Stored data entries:
━━━━━━━━━━
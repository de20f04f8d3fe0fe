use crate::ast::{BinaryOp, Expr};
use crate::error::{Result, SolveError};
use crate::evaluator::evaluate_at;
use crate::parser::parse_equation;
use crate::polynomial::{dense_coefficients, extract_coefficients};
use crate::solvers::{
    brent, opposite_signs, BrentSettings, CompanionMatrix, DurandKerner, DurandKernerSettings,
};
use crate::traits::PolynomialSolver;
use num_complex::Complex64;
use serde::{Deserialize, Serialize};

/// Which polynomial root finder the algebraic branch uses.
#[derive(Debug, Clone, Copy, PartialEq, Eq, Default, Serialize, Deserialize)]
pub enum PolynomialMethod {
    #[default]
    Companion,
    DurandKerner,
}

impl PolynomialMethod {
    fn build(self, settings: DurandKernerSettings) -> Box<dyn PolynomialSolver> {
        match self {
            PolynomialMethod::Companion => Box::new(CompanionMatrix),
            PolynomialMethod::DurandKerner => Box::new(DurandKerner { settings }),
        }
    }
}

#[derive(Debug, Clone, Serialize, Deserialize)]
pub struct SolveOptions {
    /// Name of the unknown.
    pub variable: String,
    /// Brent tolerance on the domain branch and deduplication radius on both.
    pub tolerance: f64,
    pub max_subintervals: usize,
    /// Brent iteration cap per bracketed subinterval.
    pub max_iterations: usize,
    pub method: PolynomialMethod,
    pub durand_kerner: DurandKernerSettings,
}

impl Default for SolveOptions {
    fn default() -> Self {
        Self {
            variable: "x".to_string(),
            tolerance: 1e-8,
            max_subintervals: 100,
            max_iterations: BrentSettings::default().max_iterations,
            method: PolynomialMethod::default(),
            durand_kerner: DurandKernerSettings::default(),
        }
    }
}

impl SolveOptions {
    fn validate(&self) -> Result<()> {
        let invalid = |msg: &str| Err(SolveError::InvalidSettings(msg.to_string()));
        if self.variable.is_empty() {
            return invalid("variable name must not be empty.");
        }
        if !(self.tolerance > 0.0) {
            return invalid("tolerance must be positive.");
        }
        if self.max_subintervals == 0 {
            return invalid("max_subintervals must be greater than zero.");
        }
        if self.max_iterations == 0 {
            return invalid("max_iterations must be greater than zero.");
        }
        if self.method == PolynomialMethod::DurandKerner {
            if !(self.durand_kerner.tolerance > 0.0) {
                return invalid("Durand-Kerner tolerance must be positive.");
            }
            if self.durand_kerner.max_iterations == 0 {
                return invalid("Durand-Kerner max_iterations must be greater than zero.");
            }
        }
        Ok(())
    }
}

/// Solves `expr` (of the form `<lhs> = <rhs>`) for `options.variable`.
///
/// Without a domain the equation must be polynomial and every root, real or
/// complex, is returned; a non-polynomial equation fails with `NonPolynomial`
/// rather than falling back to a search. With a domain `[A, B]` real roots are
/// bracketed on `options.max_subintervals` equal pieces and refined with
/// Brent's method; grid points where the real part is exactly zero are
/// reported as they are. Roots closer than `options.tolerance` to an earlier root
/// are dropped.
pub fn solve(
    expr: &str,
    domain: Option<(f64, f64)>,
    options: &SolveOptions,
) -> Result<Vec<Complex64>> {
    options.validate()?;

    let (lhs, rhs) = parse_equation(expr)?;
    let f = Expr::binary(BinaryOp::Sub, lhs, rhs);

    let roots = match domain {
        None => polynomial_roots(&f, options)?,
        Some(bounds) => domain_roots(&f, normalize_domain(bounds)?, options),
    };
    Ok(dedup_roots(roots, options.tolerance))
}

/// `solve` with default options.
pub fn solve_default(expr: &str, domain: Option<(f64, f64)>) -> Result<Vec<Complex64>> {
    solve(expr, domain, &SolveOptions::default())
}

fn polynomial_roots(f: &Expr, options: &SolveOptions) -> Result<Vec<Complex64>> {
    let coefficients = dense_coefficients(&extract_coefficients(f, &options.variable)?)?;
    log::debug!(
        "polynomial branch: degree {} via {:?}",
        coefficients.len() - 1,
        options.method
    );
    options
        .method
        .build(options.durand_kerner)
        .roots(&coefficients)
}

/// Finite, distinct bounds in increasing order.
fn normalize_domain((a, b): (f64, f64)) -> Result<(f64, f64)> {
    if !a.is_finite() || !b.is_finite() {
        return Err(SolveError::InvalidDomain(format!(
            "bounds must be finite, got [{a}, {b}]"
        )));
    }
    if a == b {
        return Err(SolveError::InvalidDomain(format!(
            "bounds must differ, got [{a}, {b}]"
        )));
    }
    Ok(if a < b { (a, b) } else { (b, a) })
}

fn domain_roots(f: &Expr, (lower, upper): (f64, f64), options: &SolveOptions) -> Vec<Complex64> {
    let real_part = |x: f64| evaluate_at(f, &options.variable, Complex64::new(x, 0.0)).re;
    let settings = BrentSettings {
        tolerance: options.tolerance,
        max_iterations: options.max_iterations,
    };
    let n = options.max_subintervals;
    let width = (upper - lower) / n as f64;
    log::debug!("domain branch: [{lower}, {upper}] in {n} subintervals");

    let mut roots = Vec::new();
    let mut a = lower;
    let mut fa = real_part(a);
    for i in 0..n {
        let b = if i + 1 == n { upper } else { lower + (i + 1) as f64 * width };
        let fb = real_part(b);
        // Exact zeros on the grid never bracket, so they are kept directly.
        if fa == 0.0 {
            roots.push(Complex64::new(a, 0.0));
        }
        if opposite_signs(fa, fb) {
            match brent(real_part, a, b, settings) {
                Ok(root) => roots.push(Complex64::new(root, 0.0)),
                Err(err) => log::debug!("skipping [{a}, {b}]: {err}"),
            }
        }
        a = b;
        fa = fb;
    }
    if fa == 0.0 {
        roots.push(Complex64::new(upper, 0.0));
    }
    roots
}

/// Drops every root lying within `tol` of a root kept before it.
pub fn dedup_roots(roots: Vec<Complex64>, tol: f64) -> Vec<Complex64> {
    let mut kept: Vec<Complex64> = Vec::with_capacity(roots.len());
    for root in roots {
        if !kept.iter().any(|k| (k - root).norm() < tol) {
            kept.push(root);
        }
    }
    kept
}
━━━━━━━━━━
▸ **ASSIGNMENT**: The word "match" appears in some lines of the data. Copy every one of those lines.

▸ **TASK RESULT**:
        match self {
    let roots = match domain {
            match brent(real_part, a, b, settings) {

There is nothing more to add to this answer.